Boscotrecase: rischio Vesuvio, area di raccolta per l’esodo in via Nazionale

A breve partirà il restyling completo dell’area mercatale di via Nazionale che nelle intenzioni dell’amministrazione comunale dovrebbe accogliere i boscotrecasesi in procinto di fuggire dalla famigerata “zona rossa” nel caso di eruzione del Vesuvio.
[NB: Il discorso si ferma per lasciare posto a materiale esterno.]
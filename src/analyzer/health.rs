//! Health scoring — 12 checks summing to 0..100 (spec.md §4.4).
use super::docs::scan as scan_docs;
use super::git::gather as gather_git;
use super::types::{HealthCheck, HealthReport};
use std::path::Path;

const TEST_DIR_NAMES: &[&str] = &["tests", "test", "__tests__", "spec"];

/// A file or directory matching any of these patterns counts as test
/// evidence (spec.md §4.4). Simple suffix/prefix checks stand in for the
/// glob patterns in the spec text.
fn looks_like_test_file(name: &str) -> bool {
    name.ends_with("_test.go")
        || name.ends_with(".test.js")
        || name.ends_with(".test.ts")
        || name.ends_with(".test.tsx")
        || name.ends_with(".spec.js")
        || name.ends_with(".spec.ts")
        || name.ends_with("_test.py")
        || name.ends_with("_test.rs")
        || name.starts_with("test_")
}

fn has_tests(dir: &Path) -> bool {
    fn walk(dir: &Path, depth: u32) -> bool {
        if depth > 3 {
            return false;
        }
        let Ok(entries) = std::fs::read_dir(dir) else {
            return false;
        };
        for entry in entries.filter_map(|e| e.ok()) {
            let name = entry.file_name();
            let name_str = name.to_string_lossy();
            if name_str.starts_with('.') || name_str == "node_modules" || name_str == "target" {
                continue;
            }
            let path = entry.path();
            if path.is_dir() {
                if TEST_DIR_NAMES.iter().any(|d| name_str.eq_ignore_ascii_case(d)) {
                    return true;
                }
                if walk(&path, depth + 1) {
                    return true;
                }
            } else if looks_like_test_file(&name_str) {
                return true;
            }
        }
        false
    }
    walk(dir, 0)
}

fn has_build_automation(dir: &Path) -> bool {
    const MARKERS: &[&str] = &[
        "Taskfile.yml",
        "Taskfile.yaml",
        "Makefile",
        "Dockerfile",
        "docker-compose.yml",
        "docker-compose.yaml",
    ];
    MARKERS.iter().any(|m| dir.join(m).is_file())
}

/// Runs the 12 checks and sums them into a 0..100 score with a letter
/// grade per the table in spec.md §4.4.
pub fn score(dir: &Path) -> HealthReport {
    let docs = scan_docs(dir);
    let git = gather_git(dir);
    let tests_present = has_tests(dir);
    let build_present = has_build_automation(dir);

    let mut checks = Vec::new();
    let mut total = 0u32;

    let mut check = |name: &str, passed: bool, max_pts: u32, details: &str| {
        let points = if passed { max_pts } else { 0 };
        total += points;
        checks.push(HealthCheck {
            name: name.to_string(),
            passed,
            points,
            max_pts,
            details: details.to_string(),
        });
    };

    check("README", docs.has_readme, 15, "README.md present");
    check(
        "LICENSE",
        docs.has_license,
        10,
        &docs.license_type.clone().unwrap_or_else(|| "absent".to_string()),
    );
    check(".gitignore", docs.has_gitignore, 5, ".gitignore present");
    check("CI/CD", !docs.ci_configs.is_empty(), 15, "CI configuration detected");
    check("Tests", tests_present, 15, "test files or directory detected");
    check(
        "Linter config",
        !docs.linter_configs.is_empty(),
        10,
        "linter configuration detected",
    );
    check("Git clean", git.is_repo && git.clean, 5, "working tree has no pending changes");
    check("CONTRIBUTING", docs.has_contributing, 5, "CONTRIBUTING present");
    check("docs/ dir", docs.has_docs_dir, 5, "docs/ directory present");
    check("CHANGELOG", docs.has_changelog, 5, "CHANGELOG present");
    check(".editorconfig", docs.has_editorconfig, 5, ".editorconfig present");
    check("Build automation", build_present, 5, "build/task runner file detected");

    let grade = match total {
        90..=100 => 'A',
        80..=89 => 'B',
        70..=79 => 'C',
        60..=69 => 'D',
        _ => 'F',
    };

    HealthReport {
        score: total,
        grade,
        checks,
    }
}

#[cfg(test)]
mod tests {
    use super::*;
    use std::fs;

    #[test]
    fn floor_score_for_minimal_project() {
        let dir = tempfile::tempdir().unwrap();
        fs::write(dir.path().join("README.md"), "hi").unwrap();
        fs::write(
            dir.path().join("LICENSE"),
            "MIT License\nPermission is hereby granted, free of charge",
        )
        .unwrap();
        fs::write(dir.path().join(".gitignore"), "target/").unwrap();
        fs::write(dir.path().join("Taskfile.yml"), "version: '3'").unwrap();

        let report = score(dir.path());
        assert!(report.score >= 35, "expected score >= 35, got {}", report.score);
    }

    #[test]
    fn grade_boundaries() {
        let dir = tempfile::tempdir().unwrap();
        let report = score(dir.path());
        assert_eq!(report.grade, 'F');
    }
}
Il sindaco Pietro Carotenuto ed i componenti della sua maggioranza, nel bilancio approvato ad aprile, hanno stanziato circa novantamila euro che serviranno per dotare la struttura di tutti gli accorgimenti necessari per ospitare quella parte della popolazione che, sprovvista di mezzi, resterà in attesa di essere prelevata dai soccorritori e trasferita in una delle regioni “gemellate”. Nel caso di specie gli sfollati dovrebbero essere condotti nel comune di Tito in provincia di Potenza che pure ne ha subiti di disastri (il sisma del 1561che causò un centinaio di morti, la peste nel 1656 che sconvolse l’intero regno di Napoli, nonché il terremoto del 1694), riuscendo sempre a ripartire.

La scelta dell’area mercatale è stata avallata dall’Acam (Agenzia campana per la mobilità sostenibile), società in house della Regione Campania che ha inviato un proprio funzionario sul posto per effettuare un sopralluogo ed ha dato il via libera. Adesso manca l’ultimo tassello, ossia la redazione del piano comunale di protezione civile.

Sindaco come mai al momento Boscotrecase ne è ancora sprovvista?

“È una storia lunga, ma cercherò di riassumerla. L’amministrazione precedente era riuscita ad ottenere il finanziamento di trentasettemila euro per la redazione del piano, messo a disposizione dalla Regione Campania, ma essendo venuta meno agli adempimenti richiesti lo ha perso. Per questo motivo quando ci siamo insediati abbiamo subito avviato una serrata interlocuzione con Santa Lucia e con il Dipartimento della Protezione civile, anche perché Boscotrecase, che si trova nel pieno della famigerata zona rossa, non può certo restare senza questo fondamentale strumento”.

E quindi?

“Appena è stata emanata una misura simile per finanziare il Piano ci siamo mossi in tempi rapidissimi. Abbiamo presentato un progetto ben strutturato, rispettando i termini. L’iter è un po’ lento ma sono fiducioso che la procedura è in via di definizione. La individuazione dell’area di raccolta già ci pone in una situazione di vantaggio rispetto ad altre municipalità che non si sono mosse in questa direzione. A breve partiranno i lavori per l’area mercatale, insieme a quelli per piazza Sant’Anna, grazie ai fondi della legge 219 che siamo riusciti a recuperare”.